— DATA FOR ANALYSIS —
╔══
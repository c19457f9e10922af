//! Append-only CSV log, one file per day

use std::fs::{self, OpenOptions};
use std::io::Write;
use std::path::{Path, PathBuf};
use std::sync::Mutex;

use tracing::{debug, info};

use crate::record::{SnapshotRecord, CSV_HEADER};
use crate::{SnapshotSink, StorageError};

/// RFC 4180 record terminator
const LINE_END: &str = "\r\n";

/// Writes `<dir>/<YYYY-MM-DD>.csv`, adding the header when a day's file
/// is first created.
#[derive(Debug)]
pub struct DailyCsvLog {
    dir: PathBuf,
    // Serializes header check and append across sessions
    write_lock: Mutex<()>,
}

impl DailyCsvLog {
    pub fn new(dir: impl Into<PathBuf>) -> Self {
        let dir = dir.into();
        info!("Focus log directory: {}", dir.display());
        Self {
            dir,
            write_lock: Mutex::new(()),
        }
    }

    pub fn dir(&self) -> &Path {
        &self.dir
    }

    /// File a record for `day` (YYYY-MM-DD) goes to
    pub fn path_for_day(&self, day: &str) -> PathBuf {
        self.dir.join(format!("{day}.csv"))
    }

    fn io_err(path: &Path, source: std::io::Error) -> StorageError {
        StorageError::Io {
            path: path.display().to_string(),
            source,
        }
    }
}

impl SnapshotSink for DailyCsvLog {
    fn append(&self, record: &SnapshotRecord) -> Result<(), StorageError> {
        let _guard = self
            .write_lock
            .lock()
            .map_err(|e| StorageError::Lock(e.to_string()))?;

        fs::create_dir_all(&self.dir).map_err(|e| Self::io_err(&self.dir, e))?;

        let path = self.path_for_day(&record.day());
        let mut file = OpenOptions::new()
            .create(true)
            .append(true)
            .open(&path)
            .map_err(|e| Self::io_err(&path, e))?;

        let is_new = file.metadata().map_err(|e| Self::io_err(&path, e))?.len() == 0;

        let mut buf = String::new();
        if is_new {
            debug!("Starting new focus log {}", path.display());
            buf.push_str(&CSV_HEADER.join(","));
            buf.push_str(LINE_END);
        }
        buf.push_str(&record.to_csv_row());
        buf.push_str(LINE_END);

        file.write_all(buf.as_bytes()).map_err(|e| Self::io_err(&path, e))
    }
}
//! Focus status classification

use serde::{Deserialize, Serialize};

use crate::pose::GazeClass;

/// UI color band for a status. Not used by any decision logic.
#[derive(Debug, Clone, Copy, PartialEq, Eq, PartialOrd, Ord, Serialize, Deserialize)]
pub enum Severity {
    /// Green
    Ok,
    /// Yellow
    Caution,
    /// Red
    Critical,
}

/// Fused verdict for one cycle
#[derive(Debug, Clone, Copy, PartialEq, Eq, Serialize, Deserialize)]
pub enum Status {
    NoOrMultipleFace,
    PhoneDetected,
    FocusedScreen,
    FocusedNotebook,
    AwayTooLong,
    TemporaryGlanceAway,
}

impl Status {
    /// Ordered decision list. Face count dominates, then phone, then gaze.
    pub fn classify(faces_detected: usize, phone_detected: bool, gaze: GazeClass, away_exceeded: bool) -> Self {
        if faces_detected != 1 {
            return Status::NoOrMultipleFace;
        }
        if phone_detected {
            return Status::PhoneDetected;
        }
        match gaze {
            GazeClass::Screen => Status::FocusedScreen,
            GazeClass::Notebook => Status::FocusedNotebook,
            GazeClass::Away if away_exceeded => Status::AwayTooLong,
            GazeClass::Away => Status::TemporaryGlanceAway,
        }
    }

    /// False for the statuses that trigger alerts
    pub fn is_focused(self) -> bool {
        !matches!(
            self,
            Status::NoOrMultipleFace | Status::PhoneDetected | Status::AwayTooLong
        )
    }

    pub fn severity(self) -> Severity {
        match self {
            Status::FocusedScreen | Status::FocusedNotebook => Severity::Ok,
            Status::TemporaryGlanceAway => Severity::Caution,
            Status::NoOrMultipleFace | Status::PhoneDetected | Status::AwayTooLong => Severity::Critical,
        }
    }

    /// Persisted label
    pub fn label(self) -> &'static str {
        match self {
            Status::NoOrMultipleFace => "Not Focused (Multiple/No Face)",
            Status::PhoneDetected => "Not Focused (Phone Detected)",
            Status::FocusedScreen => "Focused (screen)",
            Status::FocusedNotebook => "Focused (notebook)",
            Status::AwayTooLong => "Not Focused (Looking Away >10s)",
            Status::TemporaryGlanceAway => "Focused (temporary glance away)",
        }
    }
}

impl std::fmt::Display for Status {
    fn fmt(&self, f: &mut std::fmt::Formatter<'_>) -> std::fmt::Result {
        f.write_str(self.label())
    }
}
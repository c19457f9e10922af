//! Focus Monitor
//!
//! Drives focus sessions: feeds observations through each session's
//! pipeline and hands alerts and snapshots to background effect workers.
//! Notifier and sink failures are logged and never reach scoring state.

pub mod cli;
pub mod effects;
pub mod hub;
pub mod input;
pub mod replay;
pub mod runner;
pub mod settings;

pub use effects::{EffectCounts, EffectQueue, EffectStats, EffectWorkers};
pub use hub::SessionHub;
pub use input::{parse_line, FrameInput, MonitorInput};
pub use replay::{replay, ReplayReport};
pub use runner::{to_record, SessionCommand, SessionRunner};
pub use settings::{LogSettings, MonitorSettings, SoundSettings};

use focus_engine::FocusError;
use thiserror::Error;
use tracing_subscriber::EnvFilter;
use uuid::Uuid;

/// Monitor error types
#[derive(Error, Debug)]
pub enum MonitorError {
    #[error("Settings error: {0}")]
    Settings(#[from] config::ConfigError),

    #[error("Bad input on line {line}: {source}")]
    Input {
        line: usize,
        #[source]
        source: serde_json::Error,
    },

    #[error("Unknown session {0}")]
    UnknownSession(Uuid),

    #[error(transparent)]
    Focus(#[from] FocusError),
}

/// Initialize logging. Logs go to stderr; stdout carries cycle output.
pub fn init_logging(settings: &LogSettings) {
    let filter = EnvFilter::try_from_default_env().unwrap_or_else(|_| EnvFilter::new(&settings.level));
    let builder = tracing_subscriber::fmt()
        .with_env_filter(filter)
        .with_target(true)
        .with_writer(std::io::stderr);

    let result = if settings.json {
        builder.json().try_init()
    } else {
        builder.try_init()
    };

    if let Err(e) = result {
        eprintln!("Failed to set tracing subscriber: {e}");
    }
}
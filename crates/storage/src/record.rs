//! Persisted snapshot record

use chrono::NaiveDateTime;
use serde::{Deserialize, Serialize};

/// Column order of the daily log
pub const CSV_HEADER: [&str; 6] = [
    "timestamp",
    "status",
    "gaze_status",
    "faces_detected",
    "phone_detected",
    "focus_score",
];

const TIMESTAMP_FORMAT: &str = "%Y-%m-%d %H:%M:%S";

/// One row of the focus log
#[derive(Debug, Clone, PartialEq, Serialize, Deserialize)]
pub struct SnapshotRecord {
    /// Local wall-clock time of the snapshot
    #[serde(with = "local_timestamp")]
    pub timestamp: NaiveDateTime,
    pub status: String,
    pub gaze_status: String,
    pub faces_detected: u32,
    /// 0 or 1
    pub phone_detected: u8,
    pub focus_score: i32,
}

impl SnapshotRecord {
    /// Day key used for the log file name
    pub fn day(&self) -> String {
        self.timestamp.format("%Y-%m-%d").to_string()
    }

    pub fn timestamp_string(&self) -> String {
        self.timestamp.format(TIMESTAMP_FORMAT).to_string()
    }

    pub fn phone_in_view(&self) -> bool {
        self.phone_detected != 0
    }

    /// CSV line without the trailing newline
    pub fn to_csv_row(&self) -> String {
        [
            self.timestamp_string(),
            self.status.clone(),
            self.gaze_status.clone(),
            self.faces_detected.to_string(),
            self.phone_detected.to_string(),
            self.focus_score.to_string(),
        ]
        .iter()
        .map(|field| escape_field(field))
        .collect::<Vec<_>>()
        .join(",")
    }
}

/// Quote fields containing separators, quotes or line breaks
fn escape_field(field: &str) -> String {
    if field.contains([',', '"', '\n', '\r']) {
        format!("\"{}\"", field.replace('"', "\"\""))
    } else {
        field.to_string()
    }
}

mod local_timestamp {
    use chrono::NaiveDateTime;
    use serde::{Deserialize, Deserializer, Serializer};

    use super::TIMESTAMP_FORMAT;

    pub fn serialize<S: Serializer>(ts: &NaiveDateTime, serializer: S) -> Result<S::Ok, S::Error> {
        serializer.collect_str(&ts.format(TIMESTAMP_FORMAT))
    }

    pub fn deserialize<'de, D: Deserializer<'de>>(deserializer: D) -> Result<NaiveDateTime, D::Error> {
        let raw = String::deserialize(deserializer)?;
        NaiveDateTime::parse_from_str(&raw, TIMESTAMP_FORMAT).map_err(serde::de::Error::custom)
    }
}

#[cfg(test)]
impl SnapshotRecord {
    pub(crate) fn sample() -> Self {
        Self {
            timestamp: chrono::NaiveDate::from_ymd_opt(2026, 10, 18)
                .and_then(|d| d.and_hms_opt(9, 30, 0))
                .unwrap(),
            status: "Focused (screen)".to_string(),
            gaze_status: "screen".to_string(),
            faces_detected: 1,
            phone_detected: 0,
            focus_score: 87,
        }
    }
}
╚══
╔══
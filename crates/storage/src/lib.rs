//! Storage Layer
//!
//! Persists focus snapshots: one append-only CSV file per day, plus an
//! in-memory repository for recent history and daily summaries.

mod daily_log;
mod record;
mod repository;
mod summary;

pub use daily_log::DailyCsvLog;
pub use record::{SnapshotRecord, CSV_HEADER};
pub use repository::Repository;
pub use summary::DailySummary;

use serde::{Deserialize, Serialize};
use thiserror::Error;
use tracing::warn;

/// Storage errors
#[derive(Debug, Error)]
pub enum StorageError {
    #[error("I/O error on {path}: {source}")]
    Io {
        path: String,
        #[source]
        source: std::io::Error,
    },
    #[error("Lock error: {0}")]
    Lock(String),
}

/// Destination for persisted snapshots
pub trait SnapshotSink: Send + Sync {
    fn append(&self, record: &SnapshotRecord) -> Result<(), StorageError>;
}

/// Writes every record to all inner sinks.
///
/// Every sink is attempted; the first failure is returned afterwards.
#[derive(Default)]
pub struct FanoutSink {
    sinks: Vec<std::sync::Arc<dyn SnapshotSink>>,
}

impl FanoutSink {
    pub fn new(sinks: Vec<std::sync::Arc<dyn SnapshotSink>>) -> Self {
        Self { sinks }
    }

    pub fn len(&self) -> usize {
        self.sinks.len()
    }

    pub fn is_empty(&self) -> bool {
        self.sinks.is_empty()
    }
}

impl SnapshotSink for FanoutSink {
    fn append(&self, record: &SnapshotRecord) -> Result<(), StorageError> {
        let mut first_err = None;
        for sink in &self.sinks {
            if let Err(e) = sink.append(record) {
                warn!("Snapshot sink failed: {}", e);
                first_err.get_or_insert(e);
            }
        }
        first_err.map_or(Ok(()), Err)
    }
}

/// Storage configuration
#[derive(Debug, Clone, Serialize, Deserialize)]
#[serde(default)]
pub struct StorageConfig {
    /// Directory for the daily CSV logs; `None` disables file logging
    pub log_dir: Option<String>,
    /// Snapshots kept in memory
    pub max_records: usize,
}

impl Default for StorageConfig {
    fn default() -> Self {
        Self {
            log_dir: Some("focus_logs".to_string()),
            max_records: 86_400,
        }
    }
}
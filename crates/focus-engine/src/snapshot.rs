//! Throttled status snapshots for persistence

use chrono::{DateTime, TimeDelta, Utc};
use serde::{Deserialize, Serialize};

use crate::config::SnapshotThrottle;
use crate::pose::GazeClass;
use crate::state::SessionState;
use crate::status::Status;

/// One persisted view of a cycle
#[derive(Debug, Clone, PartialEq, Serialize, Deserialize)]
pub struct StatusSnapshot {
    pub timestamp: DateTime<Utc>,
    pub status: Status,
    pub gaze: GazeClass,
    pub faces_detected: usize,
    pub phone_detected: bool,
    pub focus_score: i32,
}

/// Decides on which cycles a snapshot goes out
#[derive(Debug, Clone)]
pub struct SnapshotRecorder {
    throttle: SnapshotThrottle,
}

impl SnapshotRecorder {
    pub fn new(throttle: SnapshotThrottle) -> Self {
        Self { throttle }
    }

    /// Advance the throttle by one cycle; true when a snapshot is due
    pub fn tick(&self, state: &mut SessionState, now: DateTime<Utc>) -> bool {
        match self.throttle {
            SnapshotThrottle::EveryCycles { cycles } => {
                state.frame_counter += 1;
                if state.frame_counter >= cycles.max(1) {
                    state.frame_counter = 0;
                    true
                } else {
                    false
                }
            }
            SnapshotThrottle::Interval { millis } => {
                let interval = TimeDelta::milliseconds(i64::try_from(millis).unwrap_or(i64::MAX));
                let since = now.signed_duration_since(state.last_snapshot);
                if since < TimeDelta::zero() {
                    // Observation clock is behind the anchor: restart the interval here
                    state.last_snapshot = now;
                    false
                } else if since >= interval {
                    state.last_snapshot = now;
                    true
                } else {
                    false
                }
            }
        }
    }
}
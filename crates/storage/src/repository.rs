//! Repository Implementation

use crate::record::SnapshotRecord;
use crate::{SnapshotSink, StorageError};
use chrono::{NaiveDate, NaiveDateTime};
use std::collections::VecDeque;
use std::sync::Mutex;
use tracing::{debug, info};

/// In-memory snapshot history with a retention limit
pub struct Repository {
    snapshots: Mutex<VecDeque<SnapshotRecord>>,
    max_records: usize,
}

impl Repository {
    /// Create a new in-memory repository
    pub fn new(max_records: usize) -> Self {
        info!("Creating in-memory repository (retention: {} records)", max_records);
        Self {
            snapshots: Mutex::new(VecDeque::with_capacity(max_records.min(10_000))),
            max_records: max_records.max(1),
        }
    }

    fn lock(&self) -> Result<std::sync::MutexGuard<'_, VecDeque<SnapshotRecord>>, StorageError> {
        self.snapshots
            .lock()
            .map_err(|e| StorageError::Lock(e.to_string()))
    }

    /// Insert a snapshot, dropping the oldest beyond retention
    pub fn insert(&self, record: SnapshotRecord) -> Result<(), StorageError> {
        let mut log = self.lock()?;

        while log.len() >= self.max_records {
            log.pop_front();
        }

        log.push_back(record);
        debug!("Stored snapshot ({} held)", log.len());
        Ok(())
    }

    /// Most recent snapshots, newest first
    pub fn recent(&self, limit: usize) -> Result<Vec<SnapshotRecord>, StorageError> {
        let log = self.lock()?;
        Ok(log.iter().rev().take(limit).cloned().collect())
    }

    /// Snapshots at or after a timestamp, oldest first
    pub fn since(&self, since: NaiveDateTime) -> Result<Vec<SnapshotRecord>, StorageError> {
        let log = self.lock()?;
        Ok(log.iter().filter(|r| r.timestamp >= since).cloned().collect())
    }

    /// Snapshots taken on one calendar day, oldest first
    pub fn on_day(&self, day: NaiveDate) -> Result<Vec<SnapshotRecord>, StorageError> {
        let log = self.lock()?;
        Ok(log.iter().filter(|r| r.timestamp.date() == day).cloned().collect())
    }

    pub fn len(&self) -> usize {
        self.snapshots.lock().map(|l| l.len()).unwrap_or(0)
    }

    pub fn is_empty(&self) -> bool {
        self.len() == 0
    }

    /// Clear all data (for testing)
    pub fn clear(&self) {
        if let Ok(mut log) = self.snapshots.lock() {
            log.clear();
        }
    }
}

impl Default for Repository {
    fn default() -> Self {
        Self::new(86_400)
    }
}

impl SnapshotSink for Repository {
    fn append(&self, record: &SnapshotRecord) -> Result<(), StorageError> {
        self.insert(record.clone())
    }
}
╚══
— GOAL OF THE EXERCISE —
Please report the number of lines in the data that include the word "source", and add no other text.

— RESULT BELOW —
8